Your instructions:
Reproduce the records below exactly as they are written.

• • • • •

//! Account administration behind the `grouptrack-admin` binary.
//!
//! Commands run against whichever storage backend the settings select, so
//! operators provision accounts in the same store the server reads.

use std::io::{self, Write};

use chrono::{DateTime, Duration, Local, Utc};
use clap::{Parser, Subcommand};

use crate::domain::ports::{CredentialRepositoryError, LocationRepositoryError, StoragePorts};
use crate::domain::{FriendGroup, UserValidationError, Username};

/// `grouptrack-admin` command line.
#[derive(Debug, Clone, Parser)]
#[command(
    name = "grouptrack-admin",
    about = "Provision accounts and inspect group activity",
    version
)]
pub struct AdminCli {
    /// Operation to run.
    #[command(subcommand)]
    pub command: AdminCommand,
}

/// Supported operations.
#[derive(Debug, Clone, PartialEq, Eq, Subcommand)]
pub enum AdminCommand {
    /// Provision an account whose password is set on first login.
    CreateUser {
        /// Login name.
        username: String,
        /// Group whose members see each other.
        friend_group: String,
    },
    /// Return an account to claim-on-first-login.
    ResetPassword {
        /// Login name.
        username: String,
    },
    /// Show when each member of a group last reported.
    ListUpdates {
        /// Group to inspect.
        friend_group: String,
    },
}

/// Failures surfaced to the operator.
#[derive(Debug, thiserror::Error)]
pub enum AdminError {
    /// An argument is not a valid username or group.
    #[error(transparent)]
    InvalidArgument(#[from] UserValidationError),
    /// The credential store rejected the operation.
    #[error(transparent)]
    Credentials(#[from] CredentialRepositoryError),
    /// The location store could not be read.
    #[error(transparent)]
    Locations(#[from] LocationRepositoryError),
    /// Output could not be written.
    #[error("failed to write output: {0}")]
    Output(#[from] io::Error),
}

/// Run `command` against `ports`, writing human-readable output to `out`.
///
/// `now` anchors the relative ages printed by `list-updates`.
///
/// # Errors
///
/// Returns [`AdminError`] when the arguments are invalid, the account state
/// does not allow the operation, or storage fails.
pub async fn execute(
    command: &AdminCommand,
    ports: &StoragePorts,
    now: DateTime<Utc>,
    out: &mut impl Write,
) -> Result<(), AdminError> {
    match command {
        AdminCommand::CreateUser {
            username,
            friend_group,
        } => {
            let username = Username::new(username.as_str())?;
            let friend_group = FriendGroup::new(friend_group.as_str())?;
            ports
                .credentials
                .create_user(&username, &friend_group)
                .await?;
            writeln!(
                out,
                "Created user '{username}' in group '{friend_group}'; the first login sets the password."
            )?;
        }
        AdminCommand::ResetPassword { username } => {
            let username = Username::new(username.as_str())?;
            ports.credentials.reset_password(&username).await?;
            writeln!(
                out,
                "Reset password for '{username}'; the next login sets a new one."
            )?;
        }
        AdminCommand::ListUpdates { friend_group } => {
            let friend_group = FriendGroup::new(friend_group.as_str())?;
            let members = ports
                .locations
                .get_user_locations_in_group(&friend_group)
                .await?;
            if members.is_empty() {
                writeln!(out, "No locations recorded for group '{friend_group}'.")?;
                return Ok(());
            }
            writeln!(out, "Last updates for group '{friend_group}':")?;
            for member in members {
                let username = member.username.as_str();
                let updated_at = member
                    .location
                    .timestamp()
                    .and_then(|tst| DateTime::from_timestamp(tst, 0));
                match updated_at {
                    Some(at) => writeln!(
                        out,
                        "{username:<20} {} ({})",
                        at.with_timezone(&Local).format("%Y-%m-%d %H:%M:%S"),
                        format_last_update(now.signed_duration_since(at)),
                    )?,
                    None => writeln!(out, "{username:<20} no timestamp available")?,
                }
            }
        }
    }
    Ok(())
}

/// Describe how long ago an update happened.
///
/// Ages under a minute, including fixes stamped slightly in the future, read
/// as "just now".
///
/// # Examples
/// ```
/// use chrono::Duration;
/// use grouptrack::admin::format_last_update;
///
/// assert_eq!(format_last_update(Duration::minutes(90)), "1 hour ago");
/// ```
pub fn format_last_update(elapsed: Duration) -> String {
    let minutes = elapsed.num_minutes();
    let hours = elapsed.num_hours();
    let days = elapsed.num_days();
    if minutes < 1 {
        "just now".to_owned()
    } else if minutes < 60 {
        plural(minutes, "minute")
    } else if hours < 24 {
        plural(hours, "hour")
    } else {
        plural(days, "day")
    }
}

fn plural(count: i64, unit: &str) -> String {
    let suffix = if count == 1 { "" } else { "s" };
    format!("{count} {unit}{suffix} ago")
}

• • • • •

Response area:
//! Account administration behind the `grouptrack-admin` binary.
//!
//! Commands run against whichever storage backend the settings select, so
//! operators provision accounts in the same store the server reads.

use std::io::{self, Write};

use chrono::{DateTime, Duration, Local, Utc};
use clap::{Parser, Subcommand};

use crate::domain::ports::{CredentialRepositoryError, LocationRepositoryError, StoragePorts};
use crate::domain::{FriendGroup, UserValidationError, Username};

/// `grouptrack-admin` command line.
#[derive(Debug, Clone, Parser)]
#[command(
    name = "grouptrack-admin",
    about = "Provision accounts and inspect group activity",
    version
)]
pub struct AdminCli {
    /// Operation to run.
    #[command(subcommand)]
    pub command: AdminCommand,
}

/// Supported operations.
#[derive(Debug, Clone, PartialEq, Eq, Subcommand)]
pub enum AdminCommand {
    /// Provision an account whose password is set on first login.
    CreateUser {
        /// Login name.
        username: String,
        /// Group whose members see each other.
        friend_group: String,
    },
    /// Return an account to claim-on-first-login.
    ResetPassword {
        /// Login name.
        username: String,
    },
    /// Show when each member of a group last reported.
    ListUpdates {
        /// Group to inspect.
        friend_group: String,
    },
}

/// Failures surfaced to the operator.
#[derive(Debug, thiserror::Error)]
pub enum AdminError {
    /// An argument is not a valid username or group.
    #[error(transparent)]
    InvalidArgument(#[from] UserValidationError),
    /// The credential store rejected the operation.
    #[error(transparent)]
    Credentials(#[from] CredentialRepositoryError),
    /// The location store could not be read.
    #[error(transparent)]
    Locations(#[from] LocationRepositoryError),
    /// Output could not be written.
    #[error("failed to write output: {0}")]
    Output(#[from] io::Error),
}

/// Run `command` against `ports`, writing human-readable output to `out`.
///
/// `now` anchors the relative ages printed by `list-updates`.
///
/// # Errors
///
/// Returns [`AdminError`] when the arguments are invalid, the account state
/// does not allow the operation, or storage fails.
pub async fn execute(
    command: &AdminCommand,
    ports: &StoragePorts,
    now: DateTime<Utc>,
    out: &mut impl Write,
) -> Result<(), AdminError> {
    match command {
        AdminCommand::CreateUser {
            username,
            friend_group,
        } => {
            let username = Username::new(username.as_str())?;
            let friend_group = FriendGroup::new(friend_group.as_str())?;
            ports
                .credentials
                .create_user(&username, &friend_group)
                .await?;
            writeln!(
                out,
                "Created user '{username}' in group '{friend_group}'; the first login sets the password."
            )?;
        }
        AdminCommand::ResetPassword { username } => {
            let username = Username::new(username.as_str())?;
            ports.credentials.reset_password(&username).await?;
            writeln!(
                out,
                "Reset password for '{username}'; the next login sets a new one."
            )?;
        }
        AdminCommand::ListUpdates { friend_group } => {
            let friend_group = FriendGroup::new(friend_group.as_str())?;
            let members = ports
                .locations
                .get_user_locations_in_group(&friend_group)
                .await?;
            if members.is_empty() {
                writeln!(out, "No locations recorded for group '{friend_group}'.")?;
                return Ok(());
            }
            writeln!(out, "Last updates for group '{friend_group}':")?;
            for member in members {
                let username = member.username.as_str();
                let updated_at = member
                    .location
                    .timestamp()
                    .and_then(|tst| DateTime::from_timestamp(tst, 0));
                match updated_at {
                    Some(at) => writeln!(
                        out,
                        "{username:<20} {} ({})",
                        at.with_timezone(&Local).format("%Y-%m-%d %H:%M:%S"),
                        format_last_update(now.signed_duration_since(at)),
                    )?,
                    None => writeln!(out, "{username:<20} no timestamp available")?,
                }
            }
        }
    }
    Ok(())
}

/// Describe how long ago an update happened.
///
/// Ages under a minute, including fixes stamped slightly in the future, read
/// as "just now".
///
/// # Examples
/// ```
/// use chrono::Duration;
/// use grouptrack::admin::format_last_update;
///
/// assert_eq!(format_last_update(Duration::minutes(90)), "1 hour ago");
/// ```
pub fn format_last_update(elapsed: Duration) -> String {
    let minutes = elapsed.num_minutes();
    let hours = elapsed.num_hours();
    let days = elapsed.num_days();
    if minutes < 1 {
        "just now".to_owned()
    } else if minutes < 60 {
        plural(minutes, "minute")
    } else if hours < 24 {
        plural(hours, "hour")
    } else {
        plural(days, "day")
    }
}

fn plural(count: i64, unit: &str) -> String {
    let suffix = if count == 1 { "" } else { "s" };
    format!("{count} {unit}{suffix} ago")
}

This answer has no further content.